In-Cylinder Temperature Estimation from an Optical Spray-Guided DISI Engine with Color-Ratio Pyrometry (CRP)

Abstract

Color-ratio pyrometry (CRP) is a technique for estimating the temperature and loading of soot, based on its thermal emission spectrum. This technique is contrasted with conventional two-color pyrometry which requires absolute measurements of the radiation intensity, either at two specific wavelengths or ranges of wavelengths. CRP uses two ratios, obtained by measuring the radiation intensity for three wavelengths or wavelength bands. CRP has been implemented here by using a digital CCD camera, and full details of the calibration are reported.
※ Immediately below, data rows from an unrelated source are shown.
//! Webview side of a namespaced event channel.

use std::sync::Arc;

use marquee_common::{ChannelFrame, EventBus, ListenerId, TransportError};
use serde_json::Value;
use tracing::{debug, warn};

/// The single connection a webview document holds back to the host.
pub trait HostLink: Send + Sync {
    fn post_message(&self, message: Value) -> Result<(), TransportError>;
}

/// Webview half of a channel. Attaching yields a [`WebviewClient`] and
/// announces the client to the host with an `ack` frame.
pub struct WebviewChannel {
    namespace: String,
}

impl WebviewChannel {
    pub fn new(namespace: impl Into<String>) -> Self {
        Self {
            namespace: namespace.into(),
        }
    }

    pub fn namespace(&self) -> &str {
        &self.namespace
    }

    pub fn attach(&self, host: Arc<dyn HostLink>) -> WebviewClient {
        let client = WebviewClient {
            namespace: self.namespace.clone(),
            host,
            bus: Arc::new(EventBus::new(Some(self.namespace.clone()))),
        };
        client.send(ChannelFrame::Ack {
            namespace: self.namespace.clone(),
        });
        client
    }
}

#[derive(Clone)]
pub struct WebviewClient {
    namespace: String,
    host: Arc<dyn HostLink>,
    bus: Arc<EventBus>,
}

impl WebviewClient {
    pub fn namespace(&self) -> &str {
        &self.namespace
    }

    /// Send an event to the host. Transport failures are logged and dropped.
    pub fn emit(&self, event: &str, payload: Value) {
        self.send(ChannelFrame::event(&self.namespace, event, payload));
    }

    pub fn on<F>(&self, event: impl Into<String>, handler: F) -> ListenerId
    where
        F: Fn(&Value) + Send + Sync + 'static,
    {
        self.bus.on(event, handler)
    }

    pub fn off(&self, id: ListenerId) -> bool {
        self.bus.off(id)
    }

    pub fn remove_all_listeners(&self) {
        self.bus.remove_all_listeners();
    }

    /// Handle a frame the host sent on this client's namespace.
    ///
    /// `hello` is answered with `ack`; events run the local handlers.
    /// Frames for another namespace are ignored.
    pub fn handle_frame(&self, frame: &ChannelFrame) {
        if frame.namespace() != self.namespace {
            return;
        }
        match frame {
            ChannelFrame::Hello { .. } => self.send(ChannelFrame::Ack {
                namespace: self.namespace.clone(),
            }),
            ChannelFrame::Ack { .. } => {
                debug!(namespace = %self.namespace, "Ignoring ack from host");
            }
            ChannelFrame::Event { event, payload, .. } => {
                self.bus.emit(event, payload);
            }
        }
    }

    fn send(&self, frame: ChannelFrame) {
        if let Err(e) = self.host.post_message(frame.to_value()) {
            warn!(namespace = %self.namespace, error = %e, "Failed to post frame to host");
        }
    }
}
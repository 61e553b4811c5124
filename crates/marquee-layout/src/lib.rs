//! Modes: named bundles of enabled widgets and per-breakpoint grid layouts.
//!
//! Third-party widgets register with the [`WidgetRegistry`] at any time;
//! [`reconcile`] merges each batch of new registrations into every existing
//! mode without touching user customisations.

pub mod mode;
pub mod presets;
pub mod reconcile;
pub mod registry;

pub use mode::{BreakpointSize, LayoutEntry, Layouts, Mode, ModeConfig, DEFAULT_MODE};
pub use presets::{
    default_enabled_widgets, default_layouts, preset_modes, repair_modes, BUILTIN_WIDGETS,
    PRESET_MODES,
};
pub use reconcile::{reconcile, third_party_entry};
pub use registry::{ThirdPartyWidget, WidgetRegistry};
//! Per-connection handler: claim a panel, then pump frames both ways.

use std::net::SocketAddr;

use futures_util::{SinkExt, StreamExt};
use marquee_webview::{GuiController, GuiState, MemoryPanel, PanelPeer};
use serde_json::Value;
use tokio::net::TcpStream;
use tokio_tungstenite::tungstenite::Message;
use tokio_tungstenite::WebSocketStream;
use tracing::{debug, info, warn};

use super::factory::SocketPanelFactory;

/// Handle a single WebSocket connection.
pub async fn handle_connection(
    mut ws: WebSocketStream<TcpStream>,
    addr: SocketAddr,
    controller: GuiController,
    factory: &SocketPanelFactory,
) {
    let Some(peer) = claim_panel(&controller, factory).await else {
        warn!(peer = %addr, "No panel available for connection");
        let _ = ws.close(None).await;
        return;
    };

    let endpoint = peer.id.clone();
    info!(peer = %addr, endpoint = %endpoint, "Webview connected");
    pump(ws, addr, peer).await;
    info!(peer = %addr, endpoint = %endpoint, "Webview disconnected");
}

/// Pick the panel this connection will render: the one the controller is
/// waiting on, a secondary view of the active one, or a freshly opened one.
async fn claim_panel(controller: &GuiController, factory: &SocketPanelFactory) -> Option<PanelPeer> {
    if let Some(peer) = factory.take_pending() {
        return Some(peer);
    }

    let wait = controller.options().ready_timeout;
    match controller.status() {
        GuiState::Active => {
            let (_panel, handle, peer) = MemoryPanel::open(&controller.document());
            controller.attach_secondary(handle).then_some(peer)
        }
        GuiState::Opening | GuiState::AwaitingReady => factory.wait_pending(wait).await,
        GuiState::Closed | GuiState::Failed => {
            controller.open();
            factory.wait_pending(wait).await
        }
    }
}

/// Forward host messages to the socket and socket frames to the host until
/// either side goes away. Dropping `inbound` tells the controller the
/// webview is gone.
async fn pump(ws: WebSocketStream<TcpStream>, addr: SocketAddr, peer: PanelPeer) {
    let PanelPeer {
        id,
        mut outbound,
        inbound,
        mut disposed,
    } = peer;
    let (mut sink, mut stream) = ws.split();

    loop {
        tokio::select! {
            message = outbound.recv() => match message {
                Some(message) => {
                    if sink.send(Message::Text(message.to_string().into())).await.is_err() {
                        break;
                    }
                }
                None => break,
            },

            changed = disposed.changed() => {
                if changed.is_err() || *disposed.borrow() {
                    debug!(endpoint = %id, "Panel disposed by host");
                    let _ = sink.send(Message::Close(None)).await;
                    break;
                }
            }

            frame = stream.next() => match frame {
                Some(Ok(Message::Text(text))) => match serde_json::from_str::<Value>(text.as_str()) {
                    Ok(value) => {
                        if inbound.send(value).is_err() {
                            break;
                        }
                    }
                    Err(e) => warn!(peer = %addr, error = %e, "Dropping non-JSON frame"),
                },
                Some(Ok(Message::Ping(data))) => {
                    let _ = sink.send(Message::Pong(data)).await;
                }
                Some(Ok(Message::Close(_))) | None => break,
                Some(Err(e)) => {
                    debug!(peer = %addr, error = %e, "WS error");
                    break;
                }
                _ => {}
            }
        }
    }
}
Because of uncertainties in the emissivity of reference sources (such as tungsten ribbon lamps, in which the emissivity depends on temperature and wavelength), then a spectroscopic calibration of the CCD camera has been used. Use of a CCD camera is not straightforward because of internal digital signal processing (DSP), so full details are given of the calibration and technique implementation. Calibration results, together with an error analysis, showed an accuracy of ±50K within the combustion temperature range and a preference for the temperature estimates based on the red/green ratio over the red/blue ratio at low temperatures and the red/blue ratio over the red/green ratio at high temperatures. Temperature estimates are shown to be insensitive to the concentration of soot. Combustion imaging was later carried out on a sprayguided direction injection spark ignition engine with optical access. Temperature estimates under various imaging timings and mixture strengths are presented. With a fixed operating point the maximum in-cylinder temperature occurred just after top center, and this coincided with the maximum rate of heat release. When the mixture strength was varied, the maximum temperature (at a particular crank angle) was rich of stoichiometric. Finally, temperature and KL results using the variable KL algorithm were reported together with discussions about soot formation.